Keywords: Teaching and Learning, Financial Incentives, Teacher absenteeism, Mobile phone-based learning, Uganda


Nine out of 10 children are not learning (World Bank, 2019). Beeharry (2021) used this statistic to introduce his highly regarded paper appealing to the global education aid community to prioritize foundational literacy and numeracy (FLN) in using education aid funding. Girindre’s (2021) paper led to an excellent set of 20 reflection pieces presented at a Centre Global for Development (CGD) symposium on May 19, 2021 (Hares & Sandefur, 2021). When reading these reflection pieces, I was struck by the dearth of focus on teachers, who are the frontline workers in the war against learning poverty. Only three of the papers mentioned teachers (Baron, 2021; McClean, 2021; Schipper et al., 2021). In light of teachers’ critical role in improving learning, in particular FLN, this is a concern. It also does not reflect the renewed focus, during Covid-19, on the role of teachers and the various interventions that emerged to support teachers—in particular, building teacher capacity (Burns, 2021). Almost every initiative and intervention in recent years has incorporated teacher education, which has increasingly focused on realizing the improved teachers’ pedagogical practices that research has found to best enable children’s learning to improve (Evans & Acosta, 2021; Snilstveit et al., 2015). “Developing countries spend many millions annually” (World Bank, 2018, p. 131), yet learning is still in crisis.

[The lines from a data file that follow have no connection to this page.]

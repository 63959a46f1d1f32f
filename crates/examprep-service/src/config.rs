//! Service configuration.

use std::path::Path;
use std::time::Duration;

use serde::Deserialize;

/// Which [`Store`](examprep_store::Store) implementation to run against.
#[derive(Debug, Clone, Copy, PartialEq, Eq)]
pub enum StoreBackend {
    /// PostgreSQL via `DATABASE_URL`.
    Postgres,
    /// In-process tables; state is lost on restart.
    Memory,
    /// `RocksDB` under `DATA_DIR` (feature `rocksdb-backend`).
    RocksDb,
}

impl StoreBackend {
    fn parse(value: &str) -> Option<Self> {
        match value.to_ascii_lowercase().as_str() {
            "postgres" | "postgresql" => Some(Self::Postgres),
            "memory" => Some(Self::Memory),
            "rocksdb" | "rocks" => Some(Self::RocksDb),
            _ => None,
        }
    }
}

/// One-time password settings.
#[derive(Debug, Clone)]
pub struct OtpSettings {
    /// Number of digits in a code.
    pub length: usize,
    /// How long a code stays valid.
    pub ttl: Duration,
    /// Wrong guesses allowed before the code is burned.
    pub max_attempts: u32,
    /// Codes a user may request per `generation_window`.
    pub max_generations: usize,
    /// Sliding window for `max_generations`.
    pub generation_window: Duration,
    /// Echo the code in the API response. Development only.
    pub expose_code: bool,
}

impl Default for OtpSettings {
    fn default() -> Self {
        Self {
            length: 6,
            ttl: Duration::from_secs(10 * 60),
            max_attempts: 3,
            max_generations: 3,
            generation_window: Duration::from_secs(15 * 60),
            expose_code: false,
        }
    }
}

/// Paper generation worker settings.
#[derive(Debug, Clone)]
pub struct WorkerSettings {
    /// Attempts per job before the credit is refunded.
    pub max_attempts: u32,
    /// Delay before the first retry; doubles on every further retry.
    pub initial_backoff: Duration,
    /// Upper bound for the retry delay.
    pub max_backoff: Duration,
    /// Capacity of the job queue.
    pub queue_capacity: usize,
}

impl Default for WorkerSettings {
    fn default() -> Self {
        Self {
            max_attempts: 3,
            initial_backoff: Duration::from_millis(500),
            max_backoff: Duration::from_secs(10),
            queue_capacity: 256,
        }
    }
}

/// Service configuration loaded from environment variables.
#[derive(Debug, Clone)]
pub struct ServiceConfig {
    /// Address to listen on (default: "0.0.0.0:8080").
    pub listen_addr: String,

    /// Storage backend (default: postgres when `DATABASE_URL` is set, memory otherwise).
    pub store_backend: StoreBackend,

    /// PostgreSQL connection string.
    pub database_url: Option<String>,

    /// Maximum pooled PostgreSQL connections.
    pub database_max_connections: u32,

    /// Path to the `RocksDB` data directory (default: "/data/examprep").
    pub data_dir: String,

    /// Secret for signing HS256 access and refresh tokens.
    pub jwt_secret: String,

    /// Lifetime of access tokens.
    pub access_token_ttl: Duration,

    /// Lifetime of refresh tokens.
    pub refresh_token_ttl: Duration,

    /// Service API key for service-to-service auth.
    pub service_api_key: Option<String>,

    /// Admin API key for privileged endpoints.
    pub admin_api_key: Option<String>,

    /// Razorpay key id (optional).
    pub razorpay_key_id: Option<String>,

    /// Razorpay webhook secret (optional). Signatures are only checked when set.
    pub razorpay_webhook_secret: Option<String>,

    /// OTP settings.
    pub otp: OtpSettings,

    /// Question generator endpoint. A built-in sample generator is used when unset.
    pub generator_url: Option<String>,

    /// Endpoint notified when a user's balance drops to the low-credit threshold.
    pub low_credit_webhook_url: Option<String>,

    /// Paper generation worker settings.
    pub worker: WorkerSettings,

    /// CORS allowed origins.
    pub cors_origins: Vec<String>,

    /// Maximum request body size in bytes.
    pub max_body_bytes: usize,

    /// Request timeout in seconds.
    pub request_timeout_seconds: u64,

    /// Maximum concurrent requests on the `/v1` routes.
    pub max_concurrent_requests: usize,
}

/// Razorpay secrets file structure.
#[derive(Debug, Deserialize)]
struct RazorpaySecrets {
    #[serde(default)]
    key_id: Option<String>,
    #[serde(default)]
    webhook_secret: Option<String>,
}

impl ServiceConfig {
    /// Load configuration from environment variables and secrets files.
    #[must_use]
    pub fn from_env() -> Self {
        let defaults = Self::default();
        let database_url = std::env::var("DATABASE_URL").ok();
        let store_backend = std::env::var("STORE_BACKEND")
            .ok()
            .and_then(|s| StoreBackend::parse(&s))
            .unwrap_or(if database_url.is_some() {
                StoreBackend::Postgres
            } else {
                StoreBackend::Memory
            });

        let jwt_secret = std::env::var("JWT_SECRET").unwrap_or_else(|_| {
            tracing::warn!("JWT_SECRET not set - using an insecure development secret");
            defaults.jwt_secret.clone()
        });

        // Try to load Razorpay secrets from file first, then fall back to env vars
        let (razorpay_key_id, razorpay_webhook_secret) = load_razorpay_secrets();

        let otp = OtpSettings {
            length: env_parse("OTP_LENGTH").unwrap_or(defaults.otp.length),
            ttl: env_parse("OTP_EXPIRES_IN_MINUTES")
                .map_or(defaults.otp.ttl, |m: u64| Duration::from_secs(m * 60)),
            max_attempts: env_parse("OTP_MAX_ATTEMPTS").unwrap_or(defaults.otp.max_attempts),
            expose_code: env_parse("OTP_EXPOSE_CODE").unwrap_or(false),
            ..defaults.otp
        };

        let worker = WorkerSettings {
            max_attempts: env_parse("GENERATION_MAX_ATTEMPTS")
                .unwrap_or(defaults.worker.max_attempts),
            initial_backoff: env_parse("GENERATION_BACKOFF_MS")
                .map_or(defaults.worker.initial_backoff, Duration::from_millis),
            ..defaults.worker
        };

        Self {
            listen_addr: std::env::var("LISTEN_ADDR").unwrap_or_else(|_| "0.0.0.0:8080".into()),
            store_backend,
            database_url,
            database_max_connections: env_parse("DATABASE_MAX_CONNECTIONS").unwrap_or(10),
            data_dir: std::env::var("DATA_DIR").unwrap_or_else(|_| "/data/examprep".into()),
            jwt_secret,
            access_token_ttl: env_parse("ACCESS_TOKEN_TTL_SECONDS")
                .map_or(defaults.access_token_ttl, Duration::from_secs),
            refresh_token_ttl: env_parse("REFRESH_TOKEN_TTL_SECONDS")
                .map_or(defaults.refresh_token_ttl, Duration::from_secs),
            service_api_key: std::env::var("SERVICE_API_KEY").ok(),
            admin_api_key: std::env::var("ADMIN_API_KEY").ok(),
            razorpay_key_id,
            razorpay_webhook_secret,
            otp,
            generator_url: std::env::var("GENERATOR_URL").ok(),
            low_credit_webhook_url: std::env::var("LOW_CREDIT_WEBHOOK_URL").ok(),
            worker,
            cors_origins: std::env::var("CORS_ORIGINS")
                .unwrap_or_else(|_| "*".into())
                .split(',')
                .map(|s| s.trim().to_string())
                .collect(),
            max_body_bytes: env_parse("MAX_BODY_BYTES").unwrap_or(1024 * 1024), // 1MB
            request_timeout_seconds: env_parse("REQUEST_TIMEOUT_SECONDS").unwrap_or(30),
            max_concurrent_requests: env_parse("MAX_CONCURRENT_REQUESTS").unwrap_or(100),
        }
    }
}

fn env_parse<T: std::str::FromStr>(name: &str) -> Option<T> {
    std::env::var(name).ok().and_then(|s| s.parse().ok())
}

/// Load Razorpay secrets from file or environment.
fn load_razorpay_secrets() -> (Option<String>, Option<String>) {
    let secret_paths = [
        ".secrets/razorpay.json",
        "examprep/.secrets/razorpay.json",
        "../.secrets/razorpay.json",
    ];

    for path in &secret_paths {
        if let Ok(secrets) = load_secrets_file::<RazorpaySecrets>(path) {
            tracing::info!(path = %path, "Loaded Razorpay secrets from file");
            return (secrets.key_id, secrets.webhook_secret);
        }
    }

    tracing::debug!("Razorpay secrets file not found, using environment variables");
    (
        std::env::var("RAZORPAY_KEY_ID").ok(),
        std::env::var("RAZORPAY_WEBHOOK_SECRET").ok(),
    )
}

/// Load secrets from a JSON file.
fn load_secrets_file<T: serde::de::DeserializeOwned>(path: &str) -> Result<T, std::io::Error> {
    let path = Path::new(path);
    if !path.exists() {
        return Err(std::io::Error::new(
            std::io::ErrorKind::NotFound,
            "Secrets file not found",
        ));
    }
    let contents = std::fs::read_to_string(path)?;
    serde_json::from_str(&contents)
        .map_err(|e| std::io::Error::new(std::io::ErrorKind::InvalidData, e))
}

impl Default for ServiceConfig {
    fn default() -> Self {
        Self {
            listen_addr: "0.0.0.0:8080".into(),
            store_backend: StoreBackend::Memory,
            database_url: None,
            database_max_connections: 10,
            data_dir: "/data/examprep".into(),
            jwt_secret: "examprep-development-secret".into(),
            access_token_ttl: Duration::from_secs(15 * 60),
            refresh_token_ttl: Duration::from_secs(7 * 24 * 60 * 60),
            service_api_key: None,
            admin_api_key: None,
            razorpay_key_id: None,
            razorpay_webhook_secret: None,
            otp: OtpSettings::default(),
            generator_url: None,
            low_credit_webhook_url: None,
            worker: WorkerSettings::default(),
            cors_origins: vec!["*".into()],
            max_body_bytes: 1024 * 1024,
            request_timeout_seconds: 30,
            max_concurrent_requests: 100,
        }
    }
}

#[cfg(test)]
mod tests {
    use super::*;

    #[test]
    fn store_backend_parsing() {
        assert_eq!(StoreBackend::parse("Postgres"), Some(StoreBackend::Postgres));
        assert_eq!(StoreBackend::parse("memory"), Some(StoreBackend::Memory));
        assert_eq!(StoreBackend::parse("rocksdb"), Some(StoreBackend::RocksDb));
        assert_eq!(StoreBackend::parse("mysql"), None);
    }

    #[test]
    fn defaults_match_documented_limits() {
        let config = ServiceConfig::default();
        assert_eq!(config.access_token_ttl, Duration::from_secs(900));
        assert_eq!(config.refresh_token_ttl, Duration::from_secs(604_800));
        assert_eq!(config.otp.length, 6);
        assert_eq!(config.otp.max_attempts, 3);
        assert_eq!(config.worker.max_attempts, 3);
        assert_eq!(config.worker.initial_backoff, Duration::from_millis(500));
        assert_eq!(config.worker.max_backoff, Duration::from_secs(10));
    }

    #[test]
    fn missing_secrets_file_is_not_found() {
        let err = load_secrets_file::<RazorpaySecrets>("does/not/exist.json").unwrap_err();
        assert_eq!(err.kind(), std::io::ErrorKind::NotFound);
    }
}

In this article, I focus on two areas, which I call the “elephants in the classroom”, related to teachers and improving learning: teacher absenteeism and its detrimental impact on learning poverty, and motivational financial performance incentives for teachers. These will be explored through a presentation of the evidence and on the research and experience informing an intervention in Uganda that seeks to address these elephants in the classroom and ultimately improve learning outcomes much more cost effectively and sustainably than many of the current modalities being used within our education aid architecture. The research-based intervention is using a cost-effective mobile-phone-based and teacher-motivation-focused strategy and tools to improve learning. Currently, the mobile-phone-based tools for the intervention are being devised. For the purposes of this article and the intervention, learning encompasses foundational literacy and numeracy (FLN) and 21st-century learning skills.

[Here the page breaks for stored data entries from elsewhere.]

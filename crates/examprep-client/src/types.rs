//! Request and response types for the examprep client.

use serde::{Deserialize, Serialize};

use examprep_core::{
    CreditTransaction, GenerationStatus, JobId, PaperId, TransactionId, UserId,
};

/// Success envelope returned by every endpoint.
#[derive(Debug, Clone, Deserialize)]
pub(crate) struct Envelope<T> {
    pub data: T,
}

/// Internal deduction request.
#[derive(Debug, Clone, Serialize)]
pub struct DeductRequest {
    /// Whose balance shrinks.
    pub user_id: UserId,
    /// Paper being paid for.
    #[serde(skip_serializing_if = "Option::is_none")]
    pub related_paper_id: Option<PaperId>,
    /// Free-form note.
    #[serde(skip_serializing_if = "Option::is_none")]
    pub notes: Option<String>,
}

/// Result of a deduction.
#[derive(Debug, Clone, Deserialize)]
pub struct DeductionResponse {
    /// Whether the deduction was applied.
    pub success: bool,
    /// Balance after the deduction.
    pub new_balance: i64,
    /// Balance before the deduction.
    pub previous_balance: i64,
    /// Ledger row written.
    pub transaction_id: TransactionId,
    /// Whether the user just dropped to the low-credit threshold.
    pub should_notify: bool,
}

/// Balance response.
#[derive(Debug, Clone, Deserialize)]
pub struct BalanceResponse {
    /// The user.
    pub user_id: UserId,
    /// Credits available.
    pub balance: i64,
}

/// Pagination metadata.
#[derive(Debug, Clone, Copy, Deserialize)]
pub struct Pagination {
    /// 1-based page.
    pub page: u32,
    /// Rows per page.
    pub limit: u32,
    /// Rows across all pages.
    pub total: u64,
    /// Number of pages.
    pub total_pages: u64,
}

/// One page of transaction history.
#[derive(Debug, Clone, Deserialize)]
pub struct TransactionPage {
    /// Transactions, newest first.
    pub transactions: Vec<CreditTransaction>,
    /// Page metadata.
    pub pagination: Pagination,
}

/// Paper generation request.
#[derive(Debug, Clone, Serialize)]
pub(crate) struct GeneratePaperRequest<'a> {
    pub topic: &'a str,
}

/// Returned when a paper has been paid for and queued.
#[derive(Debug, Clone, Deserialize)]
pub struct GenerationTicket {
    /// Job to poll.
    pub job_id: JobId,
    /// Paper being generated.
    pub paper_id: PaperId,
    /// Balance after the deduction.
    pub new_balance: i64,
    /// Whether the user just dropped to the low-credit threshold.
    pub should_notify: bool,
}

/// Generation job status.
#[derive(Debug, Clone, Deserialize)]
pub struct JobStatus {
    /// Job ID.
    pub id: JobId,
    /// Paper being generated.
    pub paper_id: PaperId,
    /// `pending`, `done` or `failed`.
    pub status: GenerationStatus,
    /// Failed attempts so far.
    pub attempts: u32,
    /// Last failure message.
    pub error: Option<String>,
}

/// Error response from the API.
#[derive(Debug, Clone, Deserialize)]
pub(crate) struct ApiErrorResponse {
    pub error: ApiErrorBody,
}

/// Error body.
#[derive(Debug, Clone, Deserialize)]
pub(crate) struct ApiErrorBody {
    pub code: String,
    pub message: String,
    #[serde(default)]
    pub details: Option<serde_json::Value>,
}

The article is in several parts. After this introduction, it examines the overwhelming evidence on what works best in improving learning—namely, pedagogy and how best to support teachers to implement proven best-practice pedagogies (Education Commission, 2020; Evans & Acosta, 2021; Snilstveit et al., 2015). For the purposes of this article, pedagogy is the observable act of teaching, together with its attendant discourse on educational theories, values, evidence, and justifications (Alexander, 2009). I then explore the elephant in the classroom (i.e., teacher absenteeism) by examining the extent of the issue, its strong relationship with teacher motivation, and efforts to address it. The use of motivational financial performance incentives emerges as a potentially universally effective approach to addressing teacher absenteeism and ultimately improving learning. I review the literature and studies, whose results were mixed, of teacher motivational financial performance incentives interventions in developing countries. In light of the sidelining of teacher incentive approaches within the education aid architecture, I was surprised to find many examples of successes with the approach, even in those studies deemed unsuccessful, in improving learning and addressing teacher absenteeism. I purport that the small-scale nature of most of the interventions, as well as the seemingly myriad of issues emerging, even in those that were successful, is one explanation for the sidelining of the approach. I call for a reexamination of the approach to, at a minimum, raise it within the education aid architecture as a potentially effective approach—to not “throw the baby out with the bathwater”.

This leads into the next section of the article, a further analysis of the studies to distill best practices and lessons, which have been collated into a framework of six areas to guide and inform financial incentive interventions going forward. I present one such intervention in Uganda, with a framework as well as a change theory related to the humanity of teachers (Fullan, 1991) informing it. The research-based intervention involves three phases and is currently in the first phase. The intervention seeks to demonstrate that it is more cost-effective to use funding to financially incentivize teachers to ultimately improve learning outcomes than to use business-as-usual strategies (e.g., the newly emerging digital and innovative strategies), which fail to take teacher agency and their humanity into account. In conclusion, the article supports Girindre’s (2021) call for the prioritization of teachers in funding allocation decisions. Such prioritization would enable a focus on FLN, taking into account the humanity of teachers and addressing their levels of motivation.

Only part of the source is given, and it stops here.